Jaguar 98.5.17:Club Quattro

キリンカップとNHKマイルカップの結果をTVで確かめた後に渋谷に向かう。で、ジャグアーのライヴ。はしょって結論から先に書いてしまうと、予想を大きく上回ってすげえよかった。何しろアンコール込みで1時間50分。私はつごうクアトロに7回ライヴを観に行き、これが8回目だったのだが、こんなにやってくれたバンドはなかった。しかも新人。オアシスの武道館ライヴより長いたあどういうこったい、これあ。





ぎっしりの場内(もちろんSold Out)。15分ほど予定より遅れて客電が落ち、イントロがテープで流される中メンバー登場。一斉に黄色い声援。マルコムはずっと後ろ姿で支度をし、そしてばっと振り向き様に歌い始める。反射的に"弱い"と思った。マルコムのvoがだ。94年オアシス、95年スーパーグラス、96年クーラ・シェイカー、97年…、ときて98年はジャグアーか、というのがメディアの振れ込みで、私はこれらのバンドのデビュー時と頭の中で比較しながら観ていた。しかし、彼らはオアシスほど自らの音に肯定的ではなく、彼らの音にはクーラほど多彩な音楽的ルーツも感じられない。メンバーの個性が今一つ薄くてインパクトを欠くが、パフォーマンスはそれなりにこなしている。強いて言えばスーパーグラスとライドの中間、といったところか。

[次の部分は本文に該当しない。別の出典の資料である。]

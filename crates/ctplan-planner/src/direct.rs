//! Leaf solver: the direct O(n^2) DFT.
//!
//! Applicable to every rank-1 problem, so the search always bottoms out.
//! Holds no coefficient table; awake/sleep only flips a flag.

use std::fmt::{self, Write as _};

use ctplan_core::{Complex64, Direction, Error, Plan, Result, Search, Solver, TransformProblem};
use ctplan_kernels::direct::dft_strided;

use crate::cost::direct_cost;

#[derive(Debug, Clone, Default)]
pub struct DirectSolver {
    max_size: Option<usize>,
}

impl DirectSolver {
    pub fn new() -> Self {
        Self::default()
    }

    /// Only accept problems up to `max_size` points.
    pub fn with_max_size(max_size: usize) -> Self {
        Self {
            max_size: Some(max_size),
        }
    }
}

impl Solver for DirectSolver {
    fn name(&self) -> &str {
        "dft-direct"
    }

    fn is_applicable(&self, problem: &TransformProblem) -> bool {
        let n = problem.size();
        problem.sz.rank() == 1
            && problem.vecsz.rank() <= 1
            && n > 0
            && self.max_size.map_or(true, |max| n <= max)
    }

    fn try_build(&self, problem: &TransformProblem, _search: &dyn Search) -> Option<Box<dyn Plan>> {
        if !self.is_applicable(problem) {
            return None;
        }
        Some(Box::new(DirectPlan::new(problem)))
    }
}

pub struct DirectPlan {
    n: usize,
    is: usize,
    os: usize,
    vl: usize,
    ivs: usize,
    ovs: usize,
    direction: Direction,
    awake: bool,
    extents: (usize, usize),
}

impl DirectPlan {
    pub fn new(problem: &TransformProblem) -> Self {
        let (is, os) = problem.dim().map_or((1, 1), |d| (d.is, d.os));
        let (vl, ivs, ovs) = problem.batch();
        Self {
            n: problem.size(),
            is,
            os,
            vl,
            ivs,
            ovs,
            direction: problem.direction,
            awake: false,
            extents: (problem.input_extent(), problem.output_extent()),
        }
    }
}

impl Plan for DirectPlan {
    fn cost(&self) -> f64 {
        direct_cost(self.n)
    }

    fn awake(&mut self, turning_on: bool) -> Result<()> {
        self.awake = turning_on;
        Ok(())
    }

    fn is_awake(&self) -> bool {
        self.awake
    }

    fn extents(&self) -> (usize, usize) {
        self.extents
    }

    fn apply(&self, input: &[Complex64], output: &mut [Complex64]) -> Result<()> {
        let (need_in, need_out) = self.extents;
        if input.len() < need_in {
            return Err(Error::BufferTooSmall {
                which: "input",
                needed: need_in,
                got: input.len(),
            });
        }
        if output.len() < need_out {
            return Err(Error::BufferTooSmall {
                which: "output",
                needed: need_out,
                got: output.len(),
            });
        }
        for v in 0..self.vl {
            dft_strided(
                &input[v * self.ivs..],
                self.is,
                &mut output[v * self.ovs..],
                self.os,
                self.n,
                self.direction,
            )?;
        }
        Ok(())
    }

    fn describe(&self, out: &mut dyn fmt::Write) -> fmt::Result {
        write!(out, "(dft-direct-{}", self.n)?;
        if self.vl > 1 {
            write!(out, "-x{}", self.vl)?;
        }
        out.write_char(')')
    }
}

#[cfg(test)]
mod tests {
    use super::*;
    use ctplan_core::describe_to_string;

    struct Unused;

    impl Search for Unused {
        fn plan_for(&self, _: &TransformProblem) -> Option<Box<dyn Plan>> {
            panic!("direct solver must not recurse")
        }
    }

    #[test]
    fn size_four_leaf_costs_four() {
        let plan = DirectSolver::new()
            .try_build(&TransformProblem::new_1d(4, 1, 1), &Unused)
            .unwrap();
        assert!((plan.cost() - 4.0).abs() < 1e-12);
        assert_eq!(describe_to_string(plan.as_ref()), "(dft-direct-4)");
    }

    #[test]
    fn max_size_limits_applicability() {
        let s = DirectSolver::with_max_size(8);
        assert!(s.is_applicable(&TransformProblem::new_1d(8, 1, 1)));
        assert!(!s.is_applicable(&TransformProblem::new_1d(9, 1, 1)));
        assert!(!s.is_applicable(&TransformProblem::new_1d(0, 1, 1)));
    }

    #[test]
    fn batched_leaf_transforms_each_vector() {
        let p = TransformProblem::new_1d(2, 1, 1).with_batch(2, 2, 2);
        let plan = DirectPlan::new(&p);
        let input = vec![
            Complex64::new(1.0, 0.0),
            Complex64::new(1.0, 0.0),
            Complex64::new(1.0, 0.0),
            Complex64::new(-1.0, 0.0),
        ];
        let mut output = vec![Complex64::default(); 4];
        plan.apply(&input, &mut output).unwrap();
        assert_eq!(output[0], Complex64::new(2.0, 0.0));
        assert!(output[1].norm() < 1e-12);
        assert!(output[2].norm() < 1e-12);
        assert!((output[3] - Complex64::new(2.0, 0.0)).norm() < 1e-12);
        assert_eq!(describe_to_string(&plan), "(dft-direct-2-x2)");
    }

    #[test]
    fn short_output_is_an_error() {
        let plan = DirectPlan::new(&TransformProblem::new_1d(4, 1, 1));
        let input = vec![Complex64::default(); 4];
        let mut output = vec![Complex64::default(); 3];
        assert!(matches!(
            plan.apply(&input, &mut output),
            Err(Error::BufferTooSmall { which: "output", .. })
        ));
    }
}
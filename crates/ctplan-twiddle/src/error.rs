use thiserror::Error;

/// Result type local to ctplan-twiddle.
pub type Result<T> = std::result::Result<T, Error>;

#[derive(Debug, Error)]
pub enum Error {
    #[error("twiddle budget exceeded for tag '{tag}': requested {requested} bytes, capacity {capacity}, used {used}")]
    BudgetExceeded {
        tag: &'static str,
        requested: usize,
        capacity: usize,
        used: usize,
    },

    #[error("invalid twiddle key: {0}")]
    InvalidKey(String),

    #[error("twiddle provider state poisoned")]
    Poisoned,
}

impl From<Error> for ctplan_core::Error {
    fn from(e: Error) -> Self {
        match e {
            Error::BudgetExceeded {
                tag,
                requested,
                capacity,
                used,
            } => ctplan_core::Error::ResourceExhausted {
                what: tag,
                requested,
                capacity,
                used,
            },
            Error::InvalidKey(msg) => ctplan_core::Error::Invariant(msg),
            Error::Poisoned => ctplan_core::Error::Invariant("twiddle provider poisoned".into()),
        }
    }
}
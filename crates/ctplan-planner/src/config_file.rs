//! YAML → `PlannerConfig`.
//!
//! Every key is optional; missing keys keep their defaults.
//!
//! Example:
//! ```yaml
//! radices: [2, 3, 4, 5, 8, 12, 16]
//! dif_radices: [4]
//! twiddle_cap_bytes: 16777216
//! memoize: true
//! ```

use std::path::Path;

use ctplan_core::{Error, PlannerConfig, Result};

/// Parse and validate a YAML planner configuration.
pub fn parse_config_yaml(src: &str) -> Result<PlannerConfig> {
    // An empty document is all defaults.
    if src.trim().is_empty() {
        return Ok(PlannerConfig::default());
    }
    let cfg: PlannerConfig =
        serde_yaml::from_str(src).map_err(|e| Error::Config(format!("yaml parse: {e}")))?;
    cfg.validate()?;
    Ok(cfg)
}

pub fn load_config(path: impl AsRef<Path>) -> Result<PlannerConfig> {
    let path = path.as_ref();
    let src = std::fs::read_to_string(path)
        .map_err(|e| Error::Config(format!("read {}: {e}", path.display())))?;
    parse_config_yaml(&src)
}

#[cfg(test)]
mod tests {
    use super::*;

    #[test]
    fn partial_document_keeps_defaults() {
        let cfg = parse_config_yaml("radices: [2, 3]\nmemoize: false\n").unwrap();
        assert_eq!(cfg.radices, vec![2, 3]);
        assert!(!cfg.memoize);
        assert_eq!(cfg.dif_radices, PlannerConfig::default().dif_radices);
        assert_eq!(
            cfg.twiddle_cap_bytes,
            PlannerConfig::default().twiddle_cap_bytes
        );
    }

    #[test]
    fn empty_document_is_default() {
        assert_eq!(parse_config_yaml("  \n").unwrap(), PlannerConfig::default());
    }

    #[test]
    fn radix_one_fails_validation() {
        assert!(matches!(
            parse_config_yaml("radices: [1, 2]"),
            Err(Error::Config(_))
        ));
    }

    #[test]
    fn malformed_yaml_is_a_config_error() {
        assert!(matches!(
            parse_config_yaml("radices: [2, three"),
            Err(Error::Config(_))
        ));
    }

    #[test]
    fn missing_file_is_a_config_error() {
        assert!(matches!(
            load_config("/nonexistent/ctplan.yaml"),
            Err(Error::Config(_))
        ));
    }
}
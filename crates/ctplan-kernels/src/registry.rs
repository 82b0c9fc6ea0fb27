//! Kernel registry keyed by `(radix, CombinationKind)`.
//!
//! Solvers resolve their kernel once at registration time; new radix
//! families are added with [`KernelRegistry::register`].

use std::collections::HashMap;
use std::sync::Arc;

use crate::error::KernelError;
use crate::stage::{DifKernel, DitKernel};
use crate::traits::{CombinationKind, Kernel};

#[derive(Default)]
pub struct KernelRegistry {
    kernels: HashMap<(usize, CombinationKind), Arc<dyn Kernel>>,
}

impl KernelRegistry {
    pub fn new() -> Self {
        Self::default()
    }

    /// DIT kernels for `dit` radices and DIF kernels for `dif` radices.
    pub fn with_defaults(dit: &[usize], dif: &[usize]) -> Self {
        let mut reg = Self::new();
        for &r in dit {
            reg.register(Arc::new(DitKernel::new(r)));
        }
        for &r in dif {
            reg.register(Arc::new(DifKernel::new(r)));
        }
        reg
    }

    /// Insert or replace the kernel for its `(radix, kind)`.
    pub fn register(&mut self, kernel: Arc<dyn Kernel>) {
        self.kernels.insert((kernel.radix(), kernel.kind()), kernel);
    }

    pub fn lookup(&self, radix: usize, kind: CombinationKind) -> Option<Arc<dyn Kernel>> {
        self.kernels.get(&(radix, kind)).cloned()
    }

    pub fn require(&self, radix: usize, kind: CombinationKind) -> Result<Arc<dyn Kernel>, KernelError> {
        self.lookup(radix, kind).ok_or(KernelError::Missing {
            radix,
            kind: kind.as_str(),
        })
    }

    /// Registered keys in a stable order.
    pub fn keys(&self) -> Vec<(usize, CombinationKind)> {
        let mut keys: Vec<_> = self.kernels.keys().copied().collect();
        keys.sort();
        keys
    }

    pub fn len(&self) -> usize {
        self.kernels.len()
    }

    pub fn is_empty(&self) -> bool {
        self.kernels.is_empty()
    }
}
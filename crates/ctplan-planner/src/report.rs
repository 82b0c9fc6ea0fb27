//! Serializable summary of a chosen plan, printed by the CLI.

use serde::{Deserialize, Serialize};

use ctplan_core::hash::hash_serde;
use ctplan_core::{describe_to_string, Plan, Result, TransformProblem};

use crate::solve::fingerprint;

#[derive(Debug, Clone, PartialEq, Serialize, Deserialize)]
pub struct PlanReport {
    pub problem: TransformProblem,
    /// Short blake3 of the serialized problem.
    pub problem_id: String,
    pub description: String,
    pub cost: f64,
    /// Short blake3 of `description`.
    pub fingerprint: String,
    /// Combination stages above the leaf.
    pub depth: usize,
}

impl PlanReport {
    pub fn new(problem: &TransformProblem, plan: &dyn Plan) -> Result<Self> {
        let description = describe_to_string(plan);
        let depth = description.matches('(').count().saturating_sub(1);
        Ok(Self {
            problem: problem.clone(),
            problem_id: hash_serde(problem)?.short(),
            cost: plan.cost(),
            fingerprint: fingerprint(plan).short(),
            description,
            depth,
        })
    }

    pub fn to_json(&self) -> Result<String> {
        Ok(serde_json::to_string_pretty(self)?)
    }
}

#[cfg(test)]
mod tests {
    use super::*;
    use crate::direct::DirectPlan;

    #[test]
    fn leaf_report() {
        let p = TransformProblem::new_1d(4, 1, 1);
        let report = PlanReport::new(&p, &DirectPlan::new(&p)).unwrap();
        assert_eq!(report.description, "(dft-direct-4)");
        assert_eq!(report.depth, 0);
        assert_eq!(report.fingerprint.len(), 16);

        let json = report.to_json().unwrap();
        let back: PlanReport = serde_json::from_str(&json).unwrap();
        assert_eq!(back, report);
    }
}
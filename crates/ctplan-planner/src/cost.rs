//! Static cost model used to rank candidate plans.
//!
//! These are heuristics, not measurements: the search only needs a total
//! order that prefers radices known to combine well.

/// Radix with the best cache/register behavior for a combination stage.
pub const OPTIMAL_RADIX: usize = 12;

/// Weight of the squared distance from `OPTIMAL_RADIX`.
pub const K1: f64 = 0.1;

/// Cost of a Cooley-Tukey stage of radix `radix` over a child of cost `child`.
///
/// Always strictly greater than `child`.
pub fn ct_cost(radix: usize, child: f64) -> f64 {
    let d = radix as f64 - OPTIMAL_RADIX as f64;
    1.0 + K1 * d * d + child
}

/// Cost of the direct O(n^2) transform.
pub fn direct_cost(n: usize) -> f64 {
    let n = n as f64;
    n * n / 4.0
}
//! Generic execution entry point and plan fingerprints.

use ctplan_core::hash::{hash_str, Hash256};
use ctplan_core::{describe_to_string, Complex64, Error, Plan, Result};

/// Run `plan` over `input` into `output`.
///
/// The plan must be awake and both buffers must cover the plan's strided
/// extents; otherwise nothing is written.
pub fn solve(plan: &dyn Plan, input: &[Complex64], output: &mut [Complex64]) -> Result<()> {
    if !plan.is_awake() {
        return Err(Error::PlanAsleep(describe_to_string(plan)));
    }
    let (need_in, need_out) = plan.extents();
    if input.len() < need_in {
        return Err(Error::BufferTooSmall {
            which: "input",
            needed: need_in,
            got: input.len(),
        });
    }
    if output.len() < need_out {
        return Err(Error::BufferTooSmall {
            which: "output",
            needed: need_out,
            got: output.len(),
        });
    }
    plan.apply(input, output)
}

/// Stable identity of a plan's shape: blake3 of its description.
pub fn fingerprint(plan: &dyn Plan) -> Hash256 {
    hash_str(&describe_to_string(plan))
}
use thiserror::Error;

/// Canonical result for core.
pub type Result<T> = std::result::Result<T, Error>;

#[derive(Debug, Error)]
pub enum Error {
    #[error("Invalid configuration: {0}")]
    Config(String),

    #[error("Invalid problem: {0}")]
    Problem(String),

    /// A coefficient table (or other plan resource) could not be obtained.
    /// Fatal for the plan being woken; the tree is put back to sleep first.
    #[error("resource exhausted for '{what}': requested {requested} bytes, capacity {capacity}, used {used}")]
    ResourceExhausted {
        what: &'static str,
        requested: usize,
        capacity: usize,
        used: usize,
    },

    #[error("plan applied while asleep: {0}")]
    PlanAsleep(String),

    #[error("buffer too small for '{which}': need {needed} elements, got {got}")]
    BufferTooSmall {
        which: &'static str,
        needed: usize,
        got: usize,
    },

    #[error("no kernel registered: {0}")]
    Kernel(String),

    #[error("Hashing error: {0}")]
    Hash(String),

    #[error("Internal invariant failed: {0}")]
    Invariant(String),
}

impl From<serde_json::Error> for Error {
    fn from(e: serde_json::Error) -> Self {
        Error::Hash(e.to_string())
    }
}
//! Stable hashing helpers for plan descriptions and problems.

use blake3::Hasher;
use serde::Serialize;

#[derive(Debug, Clone, Copy, PartialEq, Eq, Hash, serde::Serialize, serde::Deserialize)]
pub struct Hash256(pub [u8; 32]);

impl Hash256 {
    pub fn to_hex(&self) -> String {
        let mut s = String::with_capacity(64);
        for b in &self.0 {
            use std::fmt::Write as _;
            let _ = write!(&mut s, "{:02x}", b);
        }
        s
    }

    /// First 8 bytes as hex; enough to tell plans apart in logs.
    pub fn short(&self) -> String {
        self.to_hex()[..16].to_string()
    }
}

impl std::fmt::Display for Hash256 {
    fn fmt(&self, f: &mut std::fmt::Formatter<'_>) -> std::fmt::Result {
        write!(f, "{}", self.to_hex())
    }
}

pub fn hash_bytes(bytes: &[u8]) -> Hash256 {
    let mut h = Hasher::new();
    h.update(bytes);
    Hash256(h.finalize().into())
}

pub fn hash_str(s: &str) -> Hash256 {
    hash_bytes(s.as_bytes())
}

/// Hash any serde-serializable value deterministically (via JSON).
pub fn hash_serde<T: Serialize>(v: &T) -> Result<Hash256, crate::error::Error> {
    let bytes = serde_json::to_vec(v)?;
    Ok(hash_bytes(&bytes))
}

#[cfg(test)]
mod tests {
    use super::*;
    use crate::problem::TransformProblem;

    #[test]
    fn equal_problems_hash_equal() {
        let a = hash_serde(&TransformProblem::new_1d(12, 1, 1)).unwrap();
        let b = hash_serde(&TransformProblem::new_1d(12, 1, 1)).unwrap();
        let c = hash_serde(&TransformProblem::new_1d(12, 1, 2)).unwrap();
        assert_eq!(a, b);
        assert_ne!(a, c);
        assert_eq!(a.to_hex().len(), 64);
        assert_eq!(a.short().len(), 16);
    }
}
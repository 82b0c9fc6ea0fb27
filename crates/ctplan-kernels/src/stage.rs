//! Decimation-in-time and decimation-in-frequency stage kernels.
//!
//! DIT:  `dst[c, k] = sum_q W_r^(q*k) * (W_n^(q*c) * src[c, q])`
//! DIF:  `dst[c, k] = W_n^(k*c) * sum_q W_r^(q*k) * src[c, q]`

use num_complex::Complex64;

use crate::butterfly::default_butterfly;
use crate::error::KernelError;
use crate::traits::{Butterfly, CombinationKind, Kernel, Pass};

pub struct DitKernel {
    butterfly: Box<dyn Butterfly>,
}

impl DitKernel {
    pub fn new(radix: usize) -> Self {
        Self::with_butterfly(default_butterfly(radix))
    }

    pub fn with_butterfly(butterfly: Box<dyn Butterfly>) -> Self {
        Self { butterfly }
    }
}

impl Kernel for DitKernel {
    fn name(&self) -> &'static str {
        "ct-dit"
    }

    fn radix(&self) -> usize {
        self.butterfly.radix()
    }

    fn kind(&self) -> CombinationKind {
        CombinationKind::Dit
    }

    fn run(&self, pass: Pass<'_>) -> Result<(), KernelError> {
        let r = self.radix();
        pass.validate(r)?;
        let mut buf = vec![Complex64::default(); r];
        let mut scratch = vec![Complex64::default(); r];
        for c in 0..pass.columns {
            let tw = &pass.twiddles[c * r..(c + 1) * r];
            for (q, slot) in buf.iter_mut().enumerate() {
                *slot = pass.src[c * pass.src_col + q * pass.src_leg] * tw[q];
            }
            self.butterfly.run(&mut buf, &mut scratch, pass.roots);
            for (k, v) in buf.iter().enumerate() {
                pass.dst[c * pass.dst_col + k * pass.dst_leg] = *v;
            }
        }
        Ok(())
    }
}

pub struct DifKernel {
    butterfly: Box<dyn Butterfly>,
}

impl DifKernel {
    pub fn new(radix: usize) -> Self {
        Self::with_butterfly(default_butterfly(radix))
    }

    pub fn with_butterfly(butterfly: Box<dyn Butterfly>) -> Self {
        Self { butterfly }
    }
}

impl Kernel for DifKernel {
    fn name(&self) -> &'static str {
        "ct-dif"
    }

    fn radix(&self) -> usize {
        self.butterfly.radix()
    }

    fn kind(&self) -> CombinationKind {
        CombinationKind::Dif
    }

    fn run(&self, pass: Pass<'_>) -> Result<(), KernelError> {
        let r = self.radix();
        pass.validate(r)?;
        let mut buf = vec![Complex64::default(); r];
        let mut scratch = vec![Complex64::default(); r];
        for c in 0..pass.columns {
            let tw = &pass.twiddles[c * r..(c + 1) * r];
            for (q, slot) in buf.iter_mut().enumerate() {
                *slot = pass.src[c * pass.src_col + q * pass.src_leg];
            }
            self.butterfly.run(&mut buf, &mut scratch, pass.roots);
            for (k, v) in buf.iter().enumerate() {
                pass.dst[c * pass.dst_col + k * pass.dst_leg] = v * tw[k];
            }
        }
        Ok(())
    }
}
//! ctplan CLI: inspect, run and validate Cooley-Tukey plans.

use clap::{Args, Parser, Subcommand};
use ctplan_core::config::parse_radix_list;
use ctplan_core::{Complex64, Direction, PlannerConfig, TransformProblem};
use ctplan_kernels::direct::dft_strided;
use ctplan_planner::{load_config, solve, PlanReport, Planner};
use std::path::PathBuf;
use tracing_subscriber::EnvFilter;

#[derive(Parser)]
#[command(name = "ctplan")]
#[command(about = "Recursive Cooley-Tukey DFT planner", long_about = None)]
struct Cli {
    #[command(subcommand)]
    command: Commands,
}

#[derive(Subcommand)]
enum Commands {
    /// Print the cheapest plan for a problem
    Plan {
        #[command(flatten)]
        problem: ProblemArgs,

        /// Emit the report as JSON
        #[arg(long)]
        json: bool,
    },

    /// Plan, wake and execute on a deterministic input, checking against the direct DFT
    Run {
        #[command(flatten)]
        problem: ProblemArgs,
    },

    /// Validate a planner configuration file
    Validate {
        /// Path to the YAML configuration
        #[arg(short, long)]
        config: PathBuf,
    },
}

#[derive(Args)]
struct ProblemArgs {
    /// Transform length
    #[arg(short = 'n', long)]
    size: usize,

    /// Number of transforms in the batch
    #[arg(short, long, default_value_t = 1)]
    batch: usize,

    /// Input element stride
    #[arg(long, default_value_t = 1)]
    input_stride: usize,

    /// Output element stride
    #[arg(long, default_value_t = 1)]
    output_stride: usize,

    /// Compute the (unnormalized) inverse transform
    #[arg(long)]
    inverse: bool,

    /// YAML planner configuration (overrides environment)
    #[arg(short, long)]
    config: Option<PathBuf>,

    /// Comma-separated DIT radices (overrides config)
    #[arg(long)]
    radices: Option<String>,

    /// Twiddle table cap in bytes (overrides config)
    #[arg(long)]
    twiddle_cap: Option<usize>,
}

impl ProblemArgs {
    fn problem(&self) -> TransformProblem {
        let mut p = TransformProblem::new_1d(self.size, self.input_stride, self.output_stride);
        if self.batch > 1 {
            let ivs = self.size * self.input_stride;
            let ovs = self.size * self.output_stride;
            p = p.with_batch(self.batch, ivs, ovs);
        }
        if self.inverse {
            p = p.with_direction(Direction::Inverse);
        }
        p
    }

    fn planner_config(&self) -> Result<PlannerConfig, Box<dyn std::error::Error>> {
        let mut cfg = match &self.config {
            Some(path) => load_config(path)?,
            None => PlannerConfig::from_env(),
        };
        if let Some(list) = &self.radices {
            cfg.radices = parse_radix_list(list).ok_or_else(|| format!("bad radix list: {list}"))?;
        }
        if let Some(cap) = self.twiddle_cap {
            cfg.twiddle_cap_bytes = cap;
        }
        cfg.validate()?;
        Ok(cfg)
    }
}

fn main() {
    init_tracing();
    let cli = Cli::parse();

    match cli.command {
        Commands::Plan { problem, json } => {
            if let Err(e) = show_plan(&problem, json) {
                eprintln!("Error: {}", e);
                std::process::exit(1);
            }
        }
        Commands::Run { problem } => {
            if let Err(e) = run_plan(&problem) {
                eprintln!("Error: {}", e);
                std::process::exit(1);
            }
        }
        Commands::Validate { config } => {
            if let Err(e) = load_config(&config) {
                eprintln!("Validation failed: {}", e);
                std::process::exit(1);
            }
            println!("✓ Configuration is valid");
        }
    }
}

fn init_tracing() {
    let filter = EnvFilter::try_from_env("CTPLAN_LOG")
        .or_else(|_| EnvFilter::try_from_default_env())
        .unwrap_or_else(|_| EnvFilter::new("warn"));
    tracing_subscriber::fmt()
        .with_env_filter(filter)
        .with_writer(std::io::stderr)
        .init();
}

fn show_plan(args: &ProblemArgs, json: bool) -> Result<(), Box<dyn std::error::Error>> {
    let cfg = args.planner_config()?;
    let planner = Planner::from_config(&cfg)?;
    let problem = args.problem();
    let plan = planner.plan(&problem)?;
    let report = PlanReport::new(&problem, plan.as_ref())?;

    if json {
        println!("{}", report.to_json()?);
        return Ok(());
    }

    println!("Problem:     {} [{}]", problem, report.problem_id);
    println!("Plan:        {}", report.description);
    println!("Cost:        {:.3}", report.cost);
    println!("Depth:       {}", report.depth);
    println!("Fingerprint: {}", report.fingerprint);
    Ok(())
}

fn run_plan(args: &ProblemArgs) -> Result<(), Box<dyn std::error::Error>> {
    let cfg = args.planner_config()?;
    let planner = Planner::from_config(&cfg)?;
    let problem = args.problem();
    let mut plan = planner.plan(&problem)?;
    tracing::info!(plan = %ctplan_core::describe_to_string(plan.as_ref()), "planned");

    let (in_len, out_len) = plan.extents();
    let input: Vec<Complex64> = (0..in_len)
        .map(|i| {
            let t = i as f64;
            Complex64::new((0.37 * t).sin() + 0.5, (0.11 * t).cos() - 0.25)
        })
        .collect();
    let mut output = vec![Complex64::default(); out_len];

    plan.awake(true)?;
    let applied = solve(plan.as_ref(), &input, &mut output);
    let live_bytes = planner.provider().used_bytes();
    plan.awake(false)?;
    applied?;

    let (vl, ivs, ovs) = problem.batch();
    let mut expected = vec![Complex64::default(); out_len];
    for v in 0..vl {
        dft_strided(
            &input[v * ivs..],
            args.input_stride,
            &mut expected[v * ovs..],
            args.output_stride,
            args.size,
            problem.direction,
        )?;
    }
    let max_err = output
        .iter()
        .zip(&expected)
        .map(|(a, b)| (*a - *b).norm())
        .fold(0.0_f64, f64::max);

    let stats = planner.provider().stats();
    println!("✓ Plan executed");
    println!("  Plan:            {}", ctplan_core::describe_to_string(plan.as_ref()));
    println!("  Max abs error:   {:.3e}", max_err);
    println!("  Twiddle bytes:   {} live while awake, {} peak", live_bytes, stats.peak_bytes);
    println!(
        "  Tables:          {} built, {} acquired, {} released",
        stats.builds, stats.acquires, stats.releases
    );
    Ok(())
}
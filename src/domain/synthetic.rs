//! Random-walk price paths for Monte Carlo trials.
//!
//! P[0] = initial_price
//! P[i] = P[i-1] * (1 + z * 2.0 / 100), z ~ N(0, 1)

use rand::Rng;
use rand_distr::StandardNormal;

use super::price::{PriceObservation, PriceSeries};

pub const DEFAULT_INITIAL_PRICE: f64 = 100.0;

/// Standard deviation of the daily move, in percentage points.
pub const DAILY_CHANGE_STDDEV_PCT: f64 = 2.0;

/// Generate `num_days` observations. The caller owns the generator, so seeding is its choice.
pub fn generate_path<R: Rng>(rng: &mut R, num_days: usize, initial_price: f64) -> PriceSeries {
    let mut observations = Vec::with_capacity(num_days);
    let mut price = initial_price;

    for day in 0..num_days {
        if day > 0 {
            let z: f64 = rng.sample(StandardNormal);
            let change = z * DAILY_CHANGE_STDDEV_PCT;
            price *= 1.0 + change / 100.0;
        }
        observations.push(PriceObservation::from_close(format!("Day {}", day), price));
    }

    PriceSeries::new(observations)
}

前半はアップテンポで短い曲をほぼアルバム通りに演奏。シングル『But Tomorrow』も早いうちに演ってしまう。1曲終わるごとにマルコムのMCが入る。カタコトの日本語も時折混じるが、とにかく客は「イエ~イ」を繰り返す。黄色い声援飛びっぱなし。女性客が多い。なんだかアマチュアバンドを見ているようなノリだ。それにしてもこんなペースじゃ50分くらいで終わっちゃうんじゃないのか、と思っていたところでギアチェンジ。


「New Song」と言い放ってノイジーなgとエフェクターが鳴り響く。ローゼズの『Breaking Into Heaven』のイントロを彷彿とさせる。延々イントロを引っ張ったところでやっと歌い出す。気になっていたvoの弱さも徐々になじんできているようだ。意外、というより単なる私の勉強不足なのだが、dsのタムがバックvoを務めているほか、アコースティックの曲ではkeyを奏でていて結構特異のポジションを占めている。そしてbのジュリアンは一言もしゃべらず(彼にはマイクスタンドが用意されていない)弾きに徹している。個人的には長々とくどいインプロが好きなので、徐々にバンドに対する見方も変わっていく。後半の曲はほとんどインプロが織り交ぜられ、1時間少したったところで本編が終了する。





"最もローゼズに似てる曲"『Up And Down』でアンコールは幕を開ける。オアシスのコーラスにローゼズのg、とはまさにこの曲のことだ。この後アコースティックを1曲演って再びメンバー引っ込む。これで終わりかな…と思っていたところに黄色い声援に後押しされるように今度はマルコムが1人でアコギ片手に出てきてアルバムには入ってない曲(後で『Then I Foreget』とわかる)を歌う。ノーマルとアコースティックを使い分け、それぞれに聞き所をみせる。なかなか侮れないな。


歌い終わり、今度こそ終わりかと思うと残りのメンバーをステージに呼んで演奏再開。これは明らかにハプニングだ。日本が気に入ったのか、黄色い声に御満悦なのか、今日が最終公演だから単に張り切ってるだけなのか、とにかく観ている者にとっては嬉しい誤算の連続だ。結局ここからは既に1度演奏した『(忘れました)』『Coming Alive』を演奏するのだが、それにしてもこの展開は安易にアンコールを求める観客を一気にねじふせるかのようなやり方だ。びっくりした。そして終了。客はバンドが出し尽くしたのをしっかり受け止めたかのように出口へと向かう。帰り際にCD『But Tomorrow EP』を買い、サイン色紙をもらう。バンドが演奏している似顔絵に3人のサインがされている。この辺は無邪気で新人らしい。少しほっとする。





アルバムレビュー以外はメディアもそれほど積極的にジャグアーを取り上げることはなかった。今回の来日公演、この日のライヴを他の人はどのように受け止めたのか。メディアの反応が楽しみだ。